RALEIGH, N.C. (WNCN) — Central North Carolina Schools have hundreds of teacher vacancies. NC State College of Education Dean Paola Stzajn said the college is helping districts fill those vacancies.

“Teacher preparation programs are working really hard across our state to put highly qualified teachers in the classroom who want to remain in the profession,” Sztajn said.

School districts can hire people with degrees in other areas to come teach as long as they complete their teacher licensure in a certain period. Sztajn said demand for this is growing.

A few years ago, the college started an alternative licensure program called Pathway to Practice. The program helps people stay in the classroom and become licensed at the same time.

It has 260 enrollees working in school districts across the state. The top two districts are Wake County Schools with 42 participants and Harnett County Schools with 24 participants. Durham County Schools has 12 participants and Cumberland County Schools has 5 participants.

“We did see an uptick in numbers this year because of the situation of so many classes needing an emergency teacher,” Sztajn said.

Sztajn said demand is so great the college is starting a second program, a Masters of Art in Teaching, working with districts to enroll people by the end of the month.
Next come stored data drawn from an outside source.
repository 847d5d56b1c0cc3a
use async_trait::async_trait;

use crate::auth::domain::entities::StoredAuth;

/// Errors that can occur while persisting credentials
#[derive(Debug, Clone, PartialEq, Eq, thiserror::Error)]
pub enum CredentialStoreError {
    #[error("Credential storage failed: {0}")]
    Io(String),

    #[error("Stored credentials are unreadable: {0}")]
    Corrupt(String),
}

/// Credential store port: keeps the signed-in user across sessions.
#[async_trait]
pub trait CredentialStore: Send + Sync {
    async fn load(&self) -> Result<Option<StoredAuth>, CredentialStoreError>;

    async fn save(&self, auth: &StoredAuth) -> Result<(), CredentialStoreError>;

    /// Forget the stored user. Clearing an empty store is not an error.
    async fn clear(&self) -> Result<(), CredentialStoreError>;

    /// Bearer token of the stored user, if any.
    async fn get_token(&self) -> Result<Option<String>, CredentialStoreError> {
        Ok(self
            .load()
            .await?
            .filter(StoredAuth::is_usable)
            .map(|auth| auth.token))
    }
}
use std::collections::BTreeMap;

use crate::portfolio::domain::entities::{LocaleDocument, TextSection, NAV_KEYS};
use crate::portfolio::domain::locale::LocaleCode;

const DEFAULT_FOOTER: &str = "© {{year}}";

/// Labels that differ between languages. Structure is shared.
struct Labels {
    nav: [&'static str; 6],
    about: [&'static str; 5],
    skills: &'static str,
    experience: &'static str,
    education: &'static str,
    contact: &'static str,
    contact_phone: &'static str,
}

const EN: Labels = Labels {
    nav: ["Home", "About", "Skills", "Experience", "Education", "Contact"],
    about: ["About", "Email", "Phone", "Address", "Date of birth"],
    skills: "Skills",
    experience: "Experience",
    education: "Education",
    contact: "Contact",
    contact_phone: "Phone",
};

const VI: Labels = Labels {
    nav: [
        "Trang chủ",
        "Giới thiệu",
        "Kỹ năng",
        "Kinh nghiệm",
        "Học vấn",
        "Liên hệ",
    ],
    about: ["Giới thiệu", "Email", "Điện thoại", "Địa chỉ", "Ngày sinh"],
    skills: "Kỹ năng",
    experience: "Kinh nghiệm",
    education: "Học vấn",
    contact: "Liên hệ",
    contact_phone: "Điện thoại",
};

/// Fully populated document for `locale`. Every key a page reads has a value.
pub fn default_document(locale: LocaleCode) -> LocaleDocument {
    let labels = match locale {
        LocaleCode::En => &EN,
        LocaleCode::Vi => &VI,
    };

    LocaleDocument {
        nav: TextSection::from_pairs(NAV_KEYS.into_iter().zip(labels.nav)),
        // Hero copy is shared; the editor fills in title and summary.
        hero: TextSection::from_pairs([
            ("greeting", "Hi, I'm"),
            ("title", ""),
            ("summary", ""),
            ("contact", "Contact"),
            ("viewExperience", "View experience"),
        ]),
        profile: TextSection::from_pairs([("name", ""), ("summary", ""), ("address", "")]),
        about: TextSection::from_pairs(
            ["title", "email", "phone", "address", "dob"]
                .into_iter()
                .zip(labels.about),
        ),
        skills: TextSection::from_pairs([("title", labels.skills)]),
        experience: TextSection::from_pairs([("title", labels.experience), ("team", "Team")]),
        experiences: Vec::new(),
        education: TextSection::from_pairs([("title", labels.education)]),
        contact: TextSection::from_pairs([
            ("title", labels.contact),
            ("intro", ""),
            ("email", "Email"),
            ("phone", labels.contact_phone),
        ]),
        footer: DEFAULT_FOOTER.to_string(),
        extra: BTreeMap::new(),
    }
}
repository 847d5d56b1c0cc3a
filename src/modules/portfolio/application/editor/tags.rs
use crate::portfolio::application::editor::experiences::EditorError;

/// Appends the values found in `input`.
///
/// Commas separate values, surrounding whitespace is trimmed and blank pieces
/// are dropped. Duplicates are kept, in input order.
pub fn add_tags(tags: &[String], input: &str) -> Vec<String> {
    let mut next = tags.to_vec();
    next.extend(
        input
            .split(',')
            .map(str::trim)
            .filter(|piece| !piece.is_empty())
            .map(str::to_string),
    );
    next
}

pub fn remove_tag(tags: &[String], index: usize) -> Result<Vec<String>, EditorError> {
    if index >= tags.len() {
        return Err(EditorError::IndexOutOfRange {
            list: "tag",
            index,
            len: tags.len(),
        });
    }

    let mut next = tags.to_vec();
    next.remove(index);
    Ok(next)
}
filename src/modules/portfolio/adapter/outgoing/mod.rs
pub mod portfolio_api_http;

pub use portfolio_api_http::HttpPortfolioApi;
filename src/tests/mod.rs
pub mod support;
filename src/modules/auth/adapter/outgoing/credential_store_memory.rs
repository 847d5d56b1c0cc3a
use async_trait::async_trait;
use tokio::sync::RwLock;

use crate::auth::application::ports::outgoing::{CredentialStore, CredentialStoreError};
use crate::auth::domain::entities::StoredAuth;

/// Process-local store. Nothing outlives the process.
#[derive(Debug, Default)]
pub struct InMemoryCredentialStore {
    auth: RwLock<Option<StoredAuth>>,
}

impl InMemoryCredentialStore {
    pub fn new() -> Self {
        Self::default()
    }

    pub fn with_auth(auth: StoredAuth) -> Self {
        Self {
            auth: RwLock::new(Some(auth)),
        }
    }
}

#[async_trait]
impl CredentialStore for InMemoryCredentialStore {
    async fn load(&self) -> Result<Option<StoredAuth>, CredentialStoreError> {
        Ok(self.auth.read().await.clone())
    }

    async fn save(&self, auth: &StoredAuth) -> Result<(), CredentialStoreError> {
        *self.auth.write().await = Some(auth.clone());
        Ok(())
    }

    async fn clear(&self) -> Result<(), CredentialStoreError> {
        *self.auth.write().await = None;
        Ok(())
    }
}
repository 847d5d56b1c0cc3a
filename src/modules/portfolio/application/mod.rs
pub mod editor;
pub mod merge;
pub mod ports;
pub mod submission;
pub mod use_cases;

pub use merge::{merge, normalize_portfolio};
pub use submission::{build_submission, CreateOrUpdatePayload, TopLevelFields};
“It just came up because there was such a request last week, so it’s yet to be seen how many new students will come in that way,” she said.

As for new undergraduate students, Sztajn said the college exceeded its target enrollment for this year’s freshman class, welcoming 140 future teachers.

Last year, the college graduated 154 undergrads with initial N.C. teaching licenses, the most in seven years.

Freshman Elementary Education major Eliana Harr began her journey to becoming a teacher on Monday with the first day of class at NC State.

“Teaching is a very big passion of mine, a lot of teachers in my life have really impacted me and I feel like I want to have the same impact on children and future generations,” Harr said.

Sztajn said 75 percent of graduates end up teaching at North Carolina public schools.